Interesting. Have you tried grep -i WMC6 /var/run/dmesg.boot?
Another thing to try is camcontrol identify /dev/da0 | grep serial (repeat for all disks).
 
PS: Maybe the disk was detached from the driver? In that case, the device node in /dev is gone, of course. I notice there's a gap in your diskinfo output: /dev/da5 is followed by /dev/da7, but /dev/da6 is missing. So, maybe /dev/da6 is the faulty disk?

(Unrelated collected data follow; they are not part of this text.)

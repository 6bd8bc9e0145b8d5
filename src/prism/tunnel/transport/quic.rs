use std::{net::SocketAddr, sync::Arc, time::Duration};

use async_trait::async_trait;
use pin_project_lite::pin_project;
use quinn::{ClientConfig, Connection, Endpoint, ServerConfig, TransportConfig};
use tokio::sync::{Mutex, mpsc};

use crate::prism::net;
use crate::prism::tunnel::transport::{
    BoxedStream, DialOptions, ListenOptions, TUNNEL_ALPN, Transport, TransportListener,
    TransportSession, resolve_socket_addr,
};

/// Native QUIC streams; no extra multiplexer needed.
pub struct QuicTransport;

impl QuicTransport {
    pub fn new() -> Self {
        Self
    }
}

fn transport_config() -> anyhow::Result<TransportConfig> {
    let mut cfg = TransportConfig::default();
    cfg.max_idle_timeout(Some(Duration::from_secs(60).try_into()?));
    cfg.keep_alive_interval(Some(Duration::from_secs(20)));
    Ok(cfg)
}

#[async_trait]
impl Transport for QuicTransport {
    fn name(&self) -> &'static str {
        "quic"
    }

    async fn listen(
        &self,
        addr: &str,
        opts: ListenOptions,
    ) -> anyhow::Result<Box<dyn TransportListener>> {
        let bind: SocketAddr = net::normalize_bind_addr(addr).parse()?;

        let (cert_chain, key) =
            quic_tls::load_or_generate_cert(&opts.quic.cert_file, &opts.quic.key_file)?;
        let server_crypto =
            quic_tls::server_crypto_config(cert_chain, key, vec![TUNNEL_ALPN.to_vec()])?;

        let mut server_cfg = ServerConfig::with_crypto(Arc::new(
            quinn::crypto::rustls::QuicServerConfig::try_from(server_crypto)?,
        ));
        server_cfg.transport_config(Arc::new(transport_config()?));

        let endpoint = Endpoint::server(server_cfg, bind)?;
        Ok(Box::new(QuicTransportListener { endpoint }))
    }

    async fn dial(&self, addr: &str, opts: DialOptions) -> anyhow::Result<Arc<dyn TransportSession>> {
        let client_crypto = quic_tls::client_crypto_config(
            opts.quic.insecure_skip_verify,
            vec![TUNNEL_ALPN.to_vec()],
        )?;
        let mut client_cfg = ClientConfig::new(Arc::new(
            quinn::crypto::rustls::QuicClientConfig::try_from(client_crypto)?,
        ));
        client_cfg.transport_config(Arc::new(transport_config()?));

        let bind: SocketAddr = "0.0.0.0:0".parse().expect("wildcard addr");
        let mut endpoint = Endpoint::client(bind)?;
        endpoint.set_default_client_config(client_cfg);

        let server_name = {
            let n = opts.quic.server_name.trim();
            if n.is_empty() { "localhost".to_string() } else { n.to_string() }
        };

        let remote = resolve_socket_addr(addr).await?;
        let conn = endpoint.connect(remote, &server_name)?.await?;
        Ok(Arc::new(QuicSession::new(conn)))
    }
}

pub struct QuicTransportListener {
    endpoint: Endpoint,
}

#[async_trait]
impl TransportListener for QuicTransportListener {
    async fn accept(&self) -> anyhow::Result<Arc<dyn TransportSession>> {
        let connecting = self
            .endpoint
            .accept()
            .await
            .ok_or_else(|| anyhow::anyhow!("tunnel: quic endpoint closed"))?;
        let conn = connecting.await?;
        Ok(Arc::new(QuicSession::new(conn)))
    }

    fn local_addr(&self) -> Option<SocketAddr> {
        self.endpoint.local_addr().ok()
    }

    async fn close(&self) -> anyhow::Result<()> {
        self.endpoint.close(0u32.into(), b"");
        Ok(())
    }
}

struct QuicSession {
    conn: Connection,
    incoming: Mutex<mpsc::Receiver<(quinn::SendStream, quinn::RecvStream)>>,
    task: tokio::task::JoinHandle<()>,
}

impl QuicSession {
    fn new(conn: Connection) -> Self {
        let (tx, rx) = mpsc::channel(64);
        let c = conn.clone();
        let task = tokio::spawn(async move {
            loop {
                match c.accept_bi().await {
                    Ok(st) => {
                        if tx.send(st).await.is_err() {
                            break;
                        }
                    }
                    Err(_) => break,
                }
            }
        });
        Self {
            conn,
            incoming: Mutex::new(rx),
            task,
        }
    }
}

#[async_trait]
impl TransportSession for QuicSession {
    async fn open_stream(&self) -> anyhow::Result<BoxedStream> {
        let (send, recv) = self.conn.open_bi().await?;
        Ok(Box::new(QuicBiStream { send, recv }))
    }

    async fn accept_stream(&self) -> anyhow::Result<BoxedStream> {
        let mut rx = self.incoming.lock().await;
        let (send, recv) = rx
            .recv()
            .await
            .ok_or_else(|| anyhow::anyhow!("tunnel: session closed"))?;
        Ok(Box::new(QuicBiStream { send, recv }))
    }

    async fn close(&self) {
        self.task.abort();
        self.conn.close(0u32.into(), b"");
    }

    fn remote_addr(&self) -> Option<SocketAddr> {
        Some(self.conn.remote_address())
    }
}

pin_project! {
    struct QuicBiStream {
        #[pin]
        send: quinn::SendStream,
        #[pin]
        recv: quinn::RecvStream,
    }
}

impl tokio::io::AsyncRead for QuicBiStream {
    fn poll_read(
        self: std::pin::Pin<&mut Self>,
        cx: &mut std::task::Context<'_>,
        buf: &mut tokio::io::ReadBuf<'_>,
    ) -> std::task::Poll<std::io::Result<()>> {
        self.project().recv.poll_read(cx, buf)
    }
}

impl tokio::io::AsyncWrite for QuicBiStream {
    fn poll_write(
        self: std::pin::Pin<&mut Self>,
        cx: &mut std::task::Context<'_>,
        data: &[u8],
    ) -> std::task::Poll<std::io::Result<usize>> {
        self.project()
            .send
            .poll_write(cx, data)
            .map_err(std::io::Error::other)
    }

    fn poll_flush(
        self: std::pin::Pin<&mut Self>,
        cx: &mut std::task::Context<'_>,
    ) -> std::task::Poll<std::io::Result<()>> {
        self.project().send.poll_flush(cx).map_err(std::io::Error::other)
    }

    fn poll_shutdown(
        self: std::pin::Pin<&mut Self>,
        cx: &mut std::task::Context<'_>,
    ) -> std::task::Poll<std::io::Result<()>> {
        self.project().send.poll_shutdown(cx).map_err(std::io::Error::other)
    }
}

mod quic_tls {
    use std::{fs, path::Path, sync::Arc};

    use rcgen::generate_simple_self_signed;
    use rustls::{
        client::danger::{ServerCertVerified, ServerCertVerifier},
        pki_types::{CertificateDer, PrivateKeyDer, PrivatePkcs8KeyDer, ServerName, UnixTime},
    };

    pub fn load_or_generate_cert(
        cert_file: &str,
        key_file: &str,
    ) -> anyhow::Result<(Vec<CertificateDer<'static>>, PrivateKeyDer<'static>)> {
        let cert_file = cert_file.trim();
        let key_file = key_file.trim();

        if !cert_file.is_empty() || !key_file.is_empty() {
            if cert_file.is_empty() || key_file.is_empty() {
                anyhow::bail!(
                    "tunnel: quic requires both cert_file and key_file (or neither to self-sign)"
                );
            }
            let certs = load_certs(Path::new(cert_file))?;
            let key = load_key(Path::new(key_file))?;
            return Ok((certs, key));
        }

        let rcgen::CertifiedKey { cert, signing_key } =
            generate_simple_self_signed(["localhost".to_string()])?;
        let cert_der = cert.der().clone();
        let key_der = PrivateKeyDer::from(PrivatePkcs8KeyDer::from(signing_key.serialize_der()));
        Ok((vec![cert_der], key_der))
    }

    fn load_certs(path: &Path) -> anyhow::Result<Vec<CertificateDer<'static>>> {
        let data = fs::read(path)?;
        let mut rd = std::io::Cursor::new(&data);
        let certs = rustls_pemfile::certs(&mut rd).collect::<Result<Vec<_>, _>>()?;
        Ok(certs)
    }

    fn load_key(path: &Path) -> anyhow::Result<PrivateKeyDer<'static>> {
        let data = fs::read(path)?;
        let mut rd = std::io::Cursor::new(&data);
        rustls_pemfile::private_key(&mut rd)?
            .ok_or_else(|| anyhow::anyhow!("tunnel: no private key found in {}", path.display()))
    }

    pub fn server_crypto_config(
        certs: Vec<CertificateDer<'static>>,
        key: PrivateKeyDer<'static>,
        alpn: Vec<Vec<u8>>,
    ) -> anyhow::Result<rustls::ServerConfig> {
        let mut cfg = rustls::ServerConfig::builder()
            .with_no_client_auth()
            .with_single_cert(certs, key)?;
        cfg.alpn_protocols = alpn;
        Ok(cfg)
    }

    pub fn client_crypto_config(
        insecure_skip_verify: bool,
        alpn: Vec<Vec<u8>>,
    ) -> anyhow::Result<rustls::ClientConfig> {
        if insecure_skip_verify {
            let mut cfg = rustls::ClientConfig::builder()
                .dangerous()
                .with_custom_certificate_verifier(SkipServerVerification::new())
                .with_no_client_auth();
            cfg.alpn_protocols = alpn;
            return Ok(cfg);
        }

        let root = rustls::RootCertStore::empty();
        let mut cfg = rustls::ClientConfig::builder()
            .with_root_certificates(root)
            .with_no_client_auth();
        cfg.alpn_protocols = alpn;
        Ok(cfg)
    }

    /// Accepts any server certificate. MITM-able; local dev and tests only.
    #[derive(Debug)]
    struct SkipServerVerification(Arc<rustls::crypto::CryptoProvider>);

    impl SkipServerVerification {
        fn new() -> Arc<Self> {
            Arc::new(Self(Arc::new(rustls::crypto::ring::default_provider())))
        }
    }

    impl ServerCertVerifier for SkipServerVerification {
        fn verify_server_cert(
            &self,
            _end_entity: &CertificateDer<'_>,
            _intermediates: &[CertificateDer<'_>],
            _server_name: &ServerName<'_>,
            _ocsp_response: &[u8],
            _now: UnixTime,
        ) -> Result<ServerCertVerified, rustls::Error> {
            Ok(ServerCertVerified::assertion())
        }

        fn verify_tls12_signature(
            &self,
            message: &[u8],
            cert: &CertificateDer<'_>,
            dss: &rustls::DigitallySignedStruct,
        ) -> Result<rustls::client::danger::HandshakeSignatureValid, rustls::Error> {
            rustls::crypto::verify_tls12_signature(
                message,
                cert,
                dss,
                &self.0.signature_verification_algorithms,
            )
        }

        fn verify_tls13_signature(
            &self,
            message: &[u8],
            cert: &CertificateDer<'_>,
            dss: &rustls::DigitallySignedStruct,
        ) -> Result<rustls::client::danger::HandshakeSignatureValid, rustls::Error> {
            rustls::crypto::verify_tls13_signature(
                message,
                cert,
                dss,
                &self.0.signature_verification_algorithms,
            )
        }

        fn supported_verify_schemes(&self) -> Vec<rustls::SignatureScheme> {
            self.0.signature_verification_algorithms.supported_schemes()
        }
    }
}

In that case, you should see a detach message in the kernel output (use dmesg(8) or look at /var/log/messages). Also, the disk should still be visible in the kernel output from the last boot when it was attached, i.e. grep -i WMC6 /var/run/dmesg.boot should reveal it.
 
It must indeed have been da6, because 6 doesn't now show up in ls /dev/da* (or in dmesg.boot).
 
Well, if da6 is gone, you have a problem. It's really hard to find a disk that isn't there any longer. You may have to resort to physically identifying all the other disks. Crazy suggestion: Write down the model and serial number of all surviving disks on a piece of paper. Take the server apart, and inspect all disks. The serial numbers are printed on a paper label on the disk. Find the one disk that is missing from the piece of paper.

At least your server is still booting. About 5 years ago, I had a disk fail so hard, the server would neither run nor boot with the disk plugged in. That was diagnosed by disconnecting all disks, plugging them in one at a time (resetting every time), and doing combinations and permutations until I found the offending (offensive?) disk.